Keeping our Eyes on the Right Ball

While most of our attention has been focused on the financial turmoil and losses mounting in the trillions of dollars, the World Conservation Congress was meeting to discuss another, perhaps, more serious loss of capital–natural capital. In an interview with BBC, Pavan Suhkdev recounted the conclusion of a study of the annual attrition of global ecological resources. He said that losses of natural capital, just in deforestation, amount to about 7% of global GDP.

It’s not only greater but it’s also continuous, it’s been happening every year, year after year. . . So whereas Wall Street by various calculations has to date lost, within the financial sector, $1-$1.5 trillion, the reality is that at today’s rate we are losing natural capital at least between $2-$5 trillion every year.

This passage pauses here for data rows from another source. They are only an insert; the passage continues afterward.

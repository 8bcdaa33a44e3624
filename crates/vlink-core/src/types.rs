use serde::{Deserialize, Serialize};

/// Lifetime of a redeemed access grant. The issuer caches bearer tokens
/// for one hour; the client mirrors that so a stale grant is dropped
/// locally instead of being presented.
pub const DEFAULT_GRANT_TTL_SECS: u64 = 3600;

/// Guest-visible descriptor of a shared file, as returned by the share API
/// for a capability token.
///
/// `access_count` is monotonically non-decreasing; the authoritative count
/// lives server-side and a locally cached value is never trusted.
/// Timestamps are kept as the opaque RFC 3339 strings the server sends;
/// the client displays them but never does date arithmetic on them.
#[derive(Clone, Serialize, Deserialize)]
pub struct SharedFileInfo {
    pub id: String,
    pub name: String,
    pub size: u64,
    pub formatted_size: String,
    pub uploaded_at: String,
    #[serde(default)]
    pub mime_type: Option<String>,
    pub is_password_protected: bool,
    #[serde(default)]
    pub max_access_count: Option<u32>,
    pub access_count: u32,
    pub expires_at: String,
    /// Transport-encoded file key. Present only when the link is not
    /// password-protected, or after password verification.
    #[serde(default)]
    pub key: Option<String>,
}

impl SharedFileInfo {
    /// Whether the server-reported count has reached the configured limit.
    pub fn is_exhausted(&self) -> bool {
        match self.max_access_count {
            Some(max) => self.access_count >= max,
            None => false,
        }
    }
}

impl std::fmt::Debug for SharedFileInfo {
    fn fmt(&self, f: &mut std::fmt::Formatter<'_>) -> std::fmt::Result {
        f.debug_struct("SharedFileInfo")
            .field("id", &self.id)
            .field("name", &self.name)
            .field("size", &self.size)
            .field("is_password_protected", &self.is_password_protected)
            .field("max_access_count", &self.max_access_count)
            .field("access_count", &self.access_count)
            .field("expires_at", &self.expires_at)
            .field("key", &self.key.as_ref().map(|_| "[REDACTED]"))
            .finish()
    }
}

/// Short-lived bearer credential redeemed from a share capability.
///
/// Created on successful redemption, purged on any authorization failure
/// or local invalidation, never revived. Only the bearer string is ever
/// persisted to the token cache.
#[derive(Clone)]
pub struct AccessGrant {
    pub bearer: String,
    pub capability_token: String,
    /// Unix seconds at redemption time.
    pub issued_at: u64,
    pub ttl_secs: u64,
}

impl AccessGrant {
    pub fn new(bearer: String, capability_token: &str, issued_at: u64) -> Self {
        Self {
            bearer,
            capability_token: capability_token.to_string(),
            issued_at,
            ttl_secs: DEFAULT_GRANT_TTL_SECS,
        }
    }

    /// Whether the grant's own lifetime has lapsed. The issuer remains
    /// authoritative; this only stops the client presenting a bearer it
    /// already knows to be stale.
    pub fn is_expired(&self, now_unix: u64) -> bool {
        now_unix >= self.issued_at.saturating_add(self.ttl_secs)
    }
}

impl std::fmt::Debug for AccessGrant {
    fn fmt(&self, f: &mut std::fmt::Formatter<'_>) -> std::fmt::Result {
        f.debug_struct("AccessGrant")
            .field("bearer", &"[REDACTED]")
            .field("capability_token", &self.capability_token)
            .field("issued_at", &self.issued_at)
            .field("ttl_secs", &self.ttl_secs)
            .finish()
    }
}

/// Issuance request for a new share link.
#[derive(Clone, Serialize, Deserialize)]
pub struct ShareLinkRequest {
    pub expires_in_hours: u32,
    #[serde(default, skip_serializing_if = "Option::is_none")]
    pub max_access_count: Option<u32>,
    #[serde(default, skip_serializing_if = "Option::is_none")]
    pub password: Option<String>,
}

impl std::fmt::Debug for ShareLinkRequest {
    fn fmt(&self, f: &mut std::fmt::Formatter<'_>) -> std::fmt::Result {
        f.debug_struct("ShareLinkRequest")
            .field("expires_in_hours", &self.expires_in_hours)
            .field("max_access_count", &self.max_access_count)
            .field("password", &self.password.as_ref().map(|_| "[REDACTED]"))
            .finish()
    }
}

/// Issuance response. The token is opaque to the client; it is treated as
/// an identifier and never parsed.
#[derive(Debug, Clone, Serialize, Deserialize)]
pub struct ShareLinkResponse {
    pub token: String,
    pub expires_at: String,
}

/// Owner-visible metadata for an uploaded file, over the authenticated
/// channel.
#[derive(Debug, Clone, Serialize, Deserialize)]
pub struct FileRecord {
    pub id: String,
    pub name: String,
    #[serde(default)]
    pub mime_type: Option<String>,
    pub file_size: u64,
    pub formatted_size: String,
    pub uploaded_at: String,
}

/// Human-readable size, matching what the share API reports in
/// `formatted_size`.
pub fn format_size(bytes: u64) -> String {
    let mut size = bytes as f64;
    for unit in ["B", "KB", "MB", "GB"] {
        if size < 1024.0 {
            return format!("{size:.1} {unit}");
        }
        size /= 1024.0;
    }
    format!("{size:.1} TB")
}

#[cfg(test)]
mod tests {
    use super::*;

    #[test]
    fn test_descriptor_parse_minimal() {
        let json = r#"{
            "id": "f-1",
            "name": "report.pdf",
            "size": 2048,
            "formatted_size": "2.0 KB",
            "uploaded_at": "2024-03-01T10:00:00Z",
            "is_password_protected": false,
            "access_count": 0,
            "expires_at": "2024-03-02T10:00:00Z",
            "key": "AAAA"
        }"#;
        let info: SharedFileInfo = serde_json::from_str(json).unwrap();
        assert_eq!(info.name, "report.pdf");
        assert!(!info.is_password_protected);
        assert_eq!(info.max_access_count, None);
        assert!(!info.is_exhausted());
        assert_eq!(info.key.as_deref(), Some("AAAA"));
    }

    #[test]
    fn test_descriptor_exhaustion() {
        let mut info: SharedFileInfo = serde_json::from_str(
            r#"{
                "id": "f-2",
                "name": "a.txt",
                "size": 1,
                "formatted_size": "1.0 B",
                "uploaded_at": "2024-03-01T10:00:00Z",
                "is_password_protected": true,
                "max_access_count": 3,
                "access_count": 2,
                "expires_at": "2024-03-02T10:00:00Z"
            }"#,
        )
        .unwrap();
        assert!(!info.is_exhausted());
        info.access_count = 3;
        assert!(info.is_exhausted());
        assert_eq!(info.key, None, "protected descriptor carries no key");
    }

    #[test]
    fn test_grant_expiry() {
        let grant = AccessGrant::new("bearer-1".into(), "tok", 1000);
        assert!(!grant.is_expired(1000));
        assert!(!grant.is_expired(1000 + DEFAULT_GRANT_TTL_SECS - 1));
        assert!(grant.is_expired(1000 + DEFAULT_GRANT_TTL_SECS));
    }

    #[test]
    fn test_grant_debug_redacts_bearer() {
        let grant = AccessGrant::new("super-secret".into(), "tok", 0);
        let dbg = format!("{grant:?}");
        assert!(!dbg.contains("super-secret"));
        assert!(dbg.contains("[REDACTED]"));
    }

    #[test]
    fn test_share_link_request_omits_empty_fields() {
        let req = ShareLinkRequest {
            expires_in_hours: 24,
            max_access_count: None,
            password: None,
        };
        let json = serde_json::to_string(&req).unwrap();
        assert_eq!(json, r#"{"expires_in_hours":24}"#);
    }

    #[test]
    fn test_format_size() {
        assert_eq!(format_size(0), "0.0 B");
        assert_eq!(format_size(1023), "1023.0 B");
        assert_eq!(format_size(1024), "1.0 KB");
        assert_eq!(format_size(1536), "1.5 KB");
        assert_eq!(format_size(1024 * 1024), "1.0 MB");
        assert_eq!(format_size(5 * 1024 * 1024 * 1024), "5.0 GB");
        assert_eq!(format_size(2 * 1024 * 1024 * 1024 * 1024), "2.0 TB");
    }
}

The report was the first phase of a longer study, The Economics of Ecosystems and Biodiversity, sponsored by the German Government. The sponsors of the study hope that the results will have the same impact as the Stern Report on Climate Change, which many see as the turning point in getting that issue onto the agendas of global leaders.
A few posts ago, I referred to Herman Daly’s claim that the economy cannot grow beyond the limits set by the natural resources system from which the basic inputs come. With such great losses annually, the time it will take to approach these limits grows shorter every year.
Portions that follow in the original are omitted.